Мы все у бабушки были хорошие, она любила всех, окрестила всех детей, внуков и правнуков. А кресты наши сама носила на шее. Большая семья - много крестов несла на себе Агриппина Сергеевна, бабулечка моя родненькая. По вере бабушки я и молилась тихонько по вечерам всегда, сколько себя помню: "Ангел мой, будь со мной, а ты, сатана, уходи от меня, от окон, от дверей, от постели моей", - так бабушка научила. И молитву "Отче" всегда знала. И все. А откуда еще? Прабабушка с нами не жила постоянно. Дедушка и бабушка - о Боге? Ну, нет, не для того они из деревни уехали и столько лет учились в вузах "на отлично".
Мама с папой никогда нам ни о Боге, ни о церкви не говорили.
Помню только один мамин рассказ: "Я с дедом Федей твоим, мне семнадцать лет было, в походе была, в тайге.

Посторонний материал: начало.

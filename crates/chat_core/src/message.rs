//! Chat message types

use chrono::{DateTime, Local};
use serde::{Deserialize, Serialize};
use uuid::Uuid;

/// Who authored a message.
#[derive(Debug, Clone, Copy, PartialEq, Eq, Serialize, Deserialize)]
#[serde(rename_all = "lowercase")]
pub enum MessageAuthor {
    User,
    Bot,
}

/// Delivery progress for a message.
///
/// Only meaningful for user messages; bot messages are created fully
/// delivered.
#[derive(Debug, Clone, Copy, PartialEq, Eq, Serialize, Deserialize)]
#[serde(rename_all = "lowercase")]
pub enum DeliveryState {
    Sent,
    Delivered,
    Read,
}

/// A single entry in the conversation log.
#[derive(Debug, Clone, Serialize, Deserialize)]
pub struct Message {
    /// Unique within the session.
    pub id: Uuid,

    /// UTF-8 content; bot messages may contain markdown.
    pub text: String,

    pub author: MessageAuthor,

    pub created_at: DateTime<Local>,

    pub delivery_state: DeliveryState,
}

impl Message {
    /// Create a user message, initially in the `Sent` state.
    pub fn user(text: impl Into<String>) -> Self {
        Self {
            id: Uuid::new_v4(),
            text: text.into(),
            author: MessageAuthor::User,
            created_at: Local::now(),
            delivery_state: DeliveryState::Sent,
        }
    }

    /// Create a bot message, fully delivered on creation.
    pub fn bot(text: impl Into<String>) -> Self {
        Self {
            id: Uuid::new_v4(),
            text: text.into(),
            author: MessageAuthor::Bot,
            created_at: Local::now(),
            delivery_state: DeliveryState::Read,
        }
    }

    pub fn is_user(&self) -> bool {
        self.author == MessageAuthor::User
    }
}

И я ушла одна из лагеря и заблудилась. Совсем. В тайге заблудиться - это конец. Деревья, деревья. Лагерь на реке был разбит. Так никакой реки и не видно. Темнеет. Полезла я на дерево. Так высоко, как смогла. Смотрю вокруг: деревья и все. Никакой реки нет и впомине. Все - думаю. Мне конец. Даже на дереве не спасусь. Там же и рыси были. И тогда я стала поросить Бога, чтобы он спас меня. Плачу, кричу. Думаю: я ведь еще и замуж не вышла, и детей у меня нет. Я не хочу так бесполезно погибнуть. Поплакала, слезла потихоньку с дерева и смотрю: а река прямо передо мной, а по реке дедушка Федя плывет в лодке. Как такое может быть? Я сразу стала верить в Бога".
Папа тоже никогда воинствующим атеистом не был. Он во все верил: в бесконтактный массаж, в тибетских целителей, в экстрасенсов, как, впрочем, и все мы. Вот так все и верили "в душе", и расплачивались за такую веру всей своей жизнью. Поэтому, если сейчас я слышу, как кто-нибудь говорит о своем душевном боге, который глубоко в душе, сердце у меня в груди от жалости сжимается. Все я уже про этого несчастного понимаю. Сама свечки за экзамен ставила. Да если бы только это. Очень скоро искать Бога мы начали там, где быть его и не могло. В восточных практиках и центрах экстрасенсов. Бедные потерянные безбожные дети, очень быстро оказались мы легкой добычей для врага. И гибель наша была бы неминуема, если бы не вымаливали нас тихие наши бабушки, заливая слезами Престол Божий.